On one of the first days in class, he asked Mark a question. Mark did not respond. Mr. R repeated the question. Mark did not respond. The room grew deathly quiet.

Corporal punishment was still the norm in those days. The male teachers, and some of the female teachers, had “the board” hanging on the wall, a paddle about three feet long and shaped like a cricket bat. They occasionally used them, and when they did, they swung hard — the contact of wood with buttocks made a sound like a crack of nearby lightning, or of a sniper rifle, and it would echo down the tiled halls. The student would limp for a few hours, but there was a strong ethic of “not blubbering” among the students singled out. After all, they deserved it.

I was terrified that Mr. R would use “the board” on Mark. As fragile as Mark looked, it seemed it could break him in half. Perhaps Mr. R could see that as well — I don’t recall him using “the board.”

Instead, he did something worse. He spent the next five, perhaps ten minutes, tearing down Mark’s character in front of the class, like a drill sergeant tearing down a recruit during boot camp. He held Mark up as an example of everything that was wrong with “young people these days” — a lazy slacker, a waste of teaching effort, of food, of air. A speck of nothing destined for nothing. The degradation went on and on, and I cringed in my seat, staring forward, unable to watch, unable to listen, unable to do anything.

To this day, there is a part of me that blames myself for not standing up and shouting, “His father just died, you miserable baboon’s arse!” Or at least the first part of that. Some act of support. Some act of acknowledgement of Mark’s pain, his loss, his legitimate grief. Some act of humanity.

I did nothing. I was a good little duck-and-cover citizen in a classroom with a green-suited drill sergeant and a board hanging on the wall. I was cowed, and afraid. As was intended.

Shortly after that, Mark vanished again, and that is the last I remember of him.

Bullying never occurs in a vacuum.

Bullying occurs in a cultural environment that reveres bullying, encourages it, supports it, and rewards it.
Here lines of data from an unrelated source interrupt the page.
use std::sync::atomic::{AtomicBool, AtomicUsize, Ordering};

use async_trait::async_trait;
use tokio::sync::{Notify, Semaphore};

use super::{MemoryStore, Store};
use crate::error::StoreError;
use crate::models::{Membership, Message, NewMessage, Notification, NotificationDraft};

/// A [`MemoryStore`] whose operations can be made to fail on demand.
#[derive(Default)]
pub(crate) struct FlakyStore {
    pub inner: MemoryStore,
    pub fail_writes: AtomicBool,
    pub fail_membership: AtomicBool,
    pub fail_roster: AtomicBool,
    pub fail_notifications: AtomicBool,
    pub membership_checks: AtomicUsize,
}

impl FlakyStore {
    pub fn set(flag: &AtomicBool, on: bool) {
        flag.store(on, Ordering::SeqCst);
    }
}

fn check(flag: &AtomicBool, what: &str) -> Result<(), StoreError> {
    if flag.load(Ordering::SeqCst) {
        Err(StoreError::Unavailable(format!("{what} failed")))
    } else {
        Ok(())
    }
}

#[async_trait]
impl Store for FlakyStore {
    async fn create_message(&self, message: NewMessage) -> Result<Message, StoreError> {
        check(&self.fail_writes, "insert message")?;
        self.inner.create_message(message).await
    }

    async fn list_recent_messages(
        &self,
        group_id: &str,
        limit: usize,
    ) -> Result<Vec<Message>, StoreError> {
        self.inner.list_recent_messages(group_id, limit).await
    }

    async fn is_member(&self, user_id: &str, group_id: &str) -> Result<bool, StoreError> {
        self.membership_checks.fetch_add(1, Ordering::SeqCst);
        check(&self.fail_membership, "membership lookup")?;
        self.inner.is_member(user_id, group_id).await
    }

    async fn list_members(&self, group_id: &str) -> Result<Vec<Membership>, StoreError> {
        check(&self.fail_roster, "roster fetch")?;
        self.inner.list_members(group_id).await
    }

    async fn create_notifications_for_members(
        &self,
        recipients: &[String],
        draft: &NotificationDraft,
    ) -> Result<Vec<Notification>, StoreError> {
        check(&self.fail_notifications, "insert notifications")?;
        self.inner
            .create_notifications_for_members(recipients, draft)
            .await
    }
}

/// Holds every call at a chosen store operation until the test lets it through.
pub(crate) struct Gate {
    permits: Semaphore,
    entered: Notify,
}

impl Gate {
    fn open() -> Self {
        Gate { permits: Semaphore::new(Semaphore::MAX_PERMITS), entered: Notify::new() }
    }

    fn closed() -> Self {
        Gate { permits: Semaphore::new(0), entered: Notify::new() }
    }

    /// Let `n` waiting or future calls through.
    pub fn release(&self, n: usize) {
        self.permits.add_permits(n);
    }

    /// Resolves once a call has reached the gate.
    pub async fn entered(&self) {
        self.entered.notified().await;
    }

    async fn pass(&self) -> Result<(), StoreError> {
        self.entered.notify_one();
        let permit = self
            .permits
            .acquire()
            .await
            .map_err(|e| StoreError::Unavailable(e.to_string()))?;
        permit.forget();
        Ok(())
    }
}

/// A [`MemoryStore`] whose message writes or membership lookups hang until
/// released, for exercising events that interleave with slow storage.
pub(crate) struct GatedStore {
    pub inner: MemoryStore,
    pub writes: Gate,
    pub lookups: Gate,
}

impl GatedStore {
    pub fn gating_writes() -> Self {
        GatedStore { inner: MemoryStore::new(), writes: Gate::closed(), lookups: Gate::open() }
    }

    pub fn gating_lookups() -> Self {
        GatedStore { inner: MemoryStore::new(), writes: Gate::open(), lookups: Gate::closed() }
    }
}

#[async_trait]
impl Store for GatedStore {
    async fn create_message(&self, message: NewMessage) -> Result<Message, StoreError> {
        self.writes.pass().await?;
        self.inner.create_message(message).await
    }

    async fn list_recent_messages(
        &self,
        group_id: &str,
        limit: usize,
    ) -> Result<Vec<Message>, StoreError> {
        self.inner.list_recent_messages(group_id, limit).await
    }

    async fn is_member(&self, user_id: &str, group_id: &str) -> Result<bool, StoreError> {
        self.lookups.pass().await?;
        self.inner.is_member(user_id, group_id).await
    }

    async fn list_members(&self, group_id: &str) -> Result<Vec<Membership>, StoreError> {
        self.inner.list_members(group_id).await
    }

    async fn create_notifications_for_members(
        &self,
        recipients: &[String],
        draft: &NotificationDraft,
    ) -> Result<Vec<Notification>, StoreError> {
        self.inner
            .create_notifications_for_members(recipients, draft)
            .await
    }
}
use std::fs::File;
use std::io::BufReader;

use log::error;

use crate::config::TlsPaths;

/// Check that the certificate chain and private key can be read and parsed
/// before handing the paths to warp, which would otherwise panic on startup.
pub fn validate(paths: &TlsPaths) -> bool {
    let cert_file = match File::open(&paths.cert) {
        Ok(file) => file,
        Err(e) => {
            error!("Failed to open certificate file {}: {}", paths.cert.display(), e);
            return false;
        }
    };
    let key_file = match File::open(&paths.key) {
        Ok(file) => file,
        Err(e) => {
            error!("Failed to open private key file {}: {}", paths.key.display(), e);
            return false;
        }
    };

    let certs = match rustls_pemfile::certs(&mut BufReader::new(cert_file))
        .collect::<Result<Vec<_>, _>>()
    {
        Ok(certs) => certs,
        Err(e) => {
            error!("Failed to parse certificate: {}", e);
            return false;
        }
    };
    if certs.is_empty() {
        error!("No certificates found in {}", paths.cert.display());
        return false;
    }

    match rustls_pemfile::private_key(&mut BufReader::new(key_file)) {
        Ok(Some(_)) => true,
        Ok(None) => {
            error!("No private key found in {}", paths.key.display());
            false
        }
        Err(e) => {
            error!("Failed to parse private key: {}", e);
            false
        }
    }
}

#[cfg(test)]
mod tests {
    use super::*;
    use std::path::PathBuf;

    #[test]
    fn missing_files_are_rejected() {
        let paths = TlsPaths {
            cert: PathBuf::from("/nonexistent/cert.pem"),
            key: PathBuf::from("/nonexistent/key.pem"),
        };
        assert!(!validate(&paths));
    }

    #[test]
    fn files_without_pem_blocks_are_rejected() {
        let dir = std::env::temp_dir().join(format!("study-hub-tls-{}", std::process::id()));
        std::fs::create_dir_all(&dir).unwrap();
        let cert = dir.join("cert.pem");
        let key = dir.join("key.pem");
        std::fs::write(&cert, "not a certificate").unwrap();
        std::fs::write(&key, "not a key").unwrap();

        assert!(!validate(&TlsPaths { cert, key }));
        std::fs::remove_dir_all(dir).unwrap();
    }
}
An environment where adults smile fondly when a bullied kid “stands up for himself.” Where a person in power can tear down a child’s character as an example of what happens to bad little boys who don’t answer when asked a question.

A culture where an authority figure can bind your hands, and then, because they didn’t like the way you looked at them, or the color of your skin, or the name on your driver’s license, can knock you down, beat you, kick you, choke you, peel your eyelids back and spray mace in your eyes, sodomize you with a nightstick, break your bones, and then shoot you dead, and the other sixth-grade teacher on playground duty — the district attorney, the judge, the jury of peers — smirks, and comes back with a verdict of, “No, you deserved that. You fucking well deserved that. Justice is done.”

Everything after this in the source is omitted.